Growing up an only child, it came natural to me, the feeling of loneliness. In 1992, my mother relocated us to Queens, New York. We lived in a house of many family members so although I was hardly ever alone physically, those feelings never ceased to leave. I had a rich imagination and an affinity for books so solitary play and reading became my escape.
Then I got older. Compaq was introduced to our household. AOL (America Online) mailed the household CD’s that offered 4,000 free hours for one month! Dial-up tied up phone lines and caused many feuds between the teenagers, adults and children in the house. I remember the evolution of Internet in my life.
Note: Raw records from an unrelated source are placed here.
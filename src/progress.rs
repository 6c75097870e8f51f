//! Progress reporting and cooperative cancellation
//!
//! Long-running vault operations report through a [`ProgressSink`]. The
//! boolean returned by [`ProgressSink::will_process_file`] and
//! [`ProgressSink::file_progress`] doubles as the cancellation signal:
//! returning `false` asks the operation to stop. Requests are polled between
//! files and between chunk transfers, never in the middle of a buffer.
//!
//! Stores see a narrower [`TransferProgress`] for the one file they are
//! moving. [`FileTransferProgress`] adapts a sink to it.
//!
//! ## Example
//!
//! ```rust
//! use vaultkeeper::progress::{CancellationToken, ProgressSink};
//! use std::path::Path;
//!
//! let token = CancellationToken::new();
//! assert!(token.will_process_file(Path::new("/a")));
//! token.cancel();
//! assert!(!token.will_process_file(Path::new("/b")));
//! ```

use crate::error::VaultError;
use crate::types::BackupPhase;
use std::io;
use std::path::Path;
use std::sync::atomic::{AtomicBool, AtomicU64, AtomicUsize, Ordering};
use std::sync::Arc;

/// Observer of a vault operation
///
/// Every method has a default so implementors only override what they need.
pub trait ProgressSink: Send + Sync {
    /// About to process `path`; return `false` to cancel
    fn will_process_file(&self, _path: &Path) -> bool {
        true
    }

    /// `bytes` more of `path` were transferred since the last call; return
    /// `false` to cancel
    fn file_progress(&self, _path: &Path, _bytes: u64) -> bool {
        true
    }

    /// The operation is starting
    fn operation_will_start(&self) {}

    /// The operation finished, with its error if it failed
    fn operation_did_end(&self, _error: Option<&VaultError>, _was_canceled: bool) {}

    /// A backup moved to a new phase
    fn phase_changed(&self, _phase: BackupPhase) {}
}

/// Sink that observes nothing and never cancels
#[derive(Debug, Default, Clone, Copy)]
pub struct SilentProgress;

impl ProgressSink for SilentProgress {}

/// Sink whose only job is to carry a cancellation request
#[derive(Debug, Default, Clone)]
pub struct CancellationToken {
    canceled: Arc<AtomicBool>,
}

impl CancellationToken {
    /// A token that has not been canceled
    pub fn new() -> Self {
        Self::default()
    }

    /// Request cancellation
    pub fn cancel(&self) {
        self.canceled.store(true, Ordering::SeqCst);
    }

    /// Whether cancellation was requested
    pub fn is_canceled(&self) -> bool {
        self.canceled.load(Ordering::SeqCst)
    }
}

impl ProgressSink for CancellationToken {
    fn will_process_file(&self, _path: &Path) -> bool {
        !self.is_canceled()
    }

    fn file_progress(&self, _path: &Path, _bytes: u64) -> bool {
        !self.is_canceled()
    }
}

/// Sink that tallies what it was told
#[derive(Debug, Default)]
pub struct ProgressCounter {
    /// Files announced through `will_process_file`
    pub files: AtomicUsize,
    /// Bytes reported through `file_progress`
    pub bytes: AtomicU64,
    /// Times `operation_did_end` was called
    pub operations_ended: AtomicUsize,
}

impl ProgressSink for ProgressCounter {
    fn will_process_file(&self, _path: &Path) -> bool {
        self.files.fetch_add(1, Ordering::Relaxed);
        true
    }

    fn file_progress(&self, _path: &Path, bytes: u64) -> bool {
        self.bytes.fetch_add(bytes, Ordering::Relaxed);
        true
    }

    fn operation_did_end(&self, _error: Option<&VaultError>, _was_canceled: bool) {
        self.operations_ended.fetch_add(1, Ordering::Relaxed);
    }
}

/// Per-file progress seen by a store while it moves bytes
pub trait TransferProgress {
    /// `bytes` more were moved (0 is a pure cancellation poll); return
    /// `false` to cancel
    fn transferred(&mut self, bytes: u64) -> bool;
}

impl<F: FnMut(u64) -> bool> TransferProgress for F {
    fn transferred(&mut self, bytes: u64) -> bool {
        self(bytes)
    }
}

/// Transfer progress that never cancels
#[derive(Debug, Default, Clone, Copy)]
pub struct Unobserved;

impl TransferProgress for Unobserved {
    fn transferred(&mut self, _bytes: u64) -> bool {
        true
    }
}

/// Adapts a [`ProgressSink`] to the [`TransferProgress`] of one file
pub struct FileTransferProgress<'a> {
    sink: &'a dyn ProgressSink,
    path: &'a Path,
}

impl<'a> FileTransferProgress<'a> {
    /// Report transfers of `path` to `sink`
    pub fn new(sink: &'a dyn ProgressSink, path: &'a Path) -> Self {
        Self { sink, path }
    }
}

impl TransferProgress for FileTransferProgress<'_> {
    fn transferred(&mut self, bytes: u64) -> bool {
        self.sink.file_progress(self.path, bytes)
    }
}

/// Marker carried inside an `io::Error` when a read was canceled
#[derive(Debug)]
struct CancellationMarker;

impl std::fmt::Display for CancellationMarker {
    fn fmt(&self, f: &mut std::fmt::Formatter<'_>) -> std::fmt::Result {
        f.write_str("operation canceled")
    }
}

impl std::error::Error for CancellationMarker {}

/// An `io::Error` that [`from_io_error`] maps back to a cancellation
pub fn canceled_io_error() -> io::Error {
    io::Error::new(io::ErrorKind::Other, CancellationMarker)
}

/// Map an I/O error, recognising cancellations raised mid-stream
pub fn from_io_error(err: io::Error) -> VaultError {
    if err
        .get_ref()
        .is_some_and(|inner| inner.is::<CancellationMarker>())
    {
        VaultError::OperationCanceled
    } else {
        VaultError::Io(err)
    }
}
It went from playing online games on Nickelodeon, chatting on AOL Instant Messenger to looking for chat rooms, and making a virtual “diary” webpage. I had something I wanted to tell the world, and I would do it…given that someone would listen. Looking back at my prepubescent years and teenage years, I cried out a lot. Not with my voice but in the only way I knew how to express myself. I wrote.
Writing was an escape. It kept me from feeling lonely. I talked about my reality. I released anger. I had some hateful prose during my teenage years. Life was unfair. I hated my mother. Nothing I did was ever enough for her. If I got an A, she asked why not an A+.
Then I got a bit older. I made a promise to myself at one point that I wouldn’t write anything else unless it was positive. By then, depression had already invited itself into my life but I didn’t have a name for it. It’s not things we sposta say.
When I applied the thought of depression to my life I could always identify my symptoms but my circumstances never seemed to warrant the heaviness and depth of depression. To say I was depressed meant I wasn’t grateful for my blessings. That I was putting myself in a class with people with real life issues. The guilt trip made me feel like it was something I could never say out loud.
Although I’ve only recently come to terms with “claiming” this disease (because if you don’t claim it, you don’t got it, right?) I still think about my circumstances and can’t help but think I’m ungrateful. Depression is so sneaky. It’s a mental battle yielding physical ramifications and it always ends up having you blame yourself for how you feel. I no longer believe it’s something that can be prayed away. I’ve been living with it long enough to say that it doesn’t go away. I have high days, I have low days. One just learns how to cope. And hopefully, applies those coping mechanisms efficiently enough so as not to cause too much ruckus. The ripple effect hopefully is small, and life continues.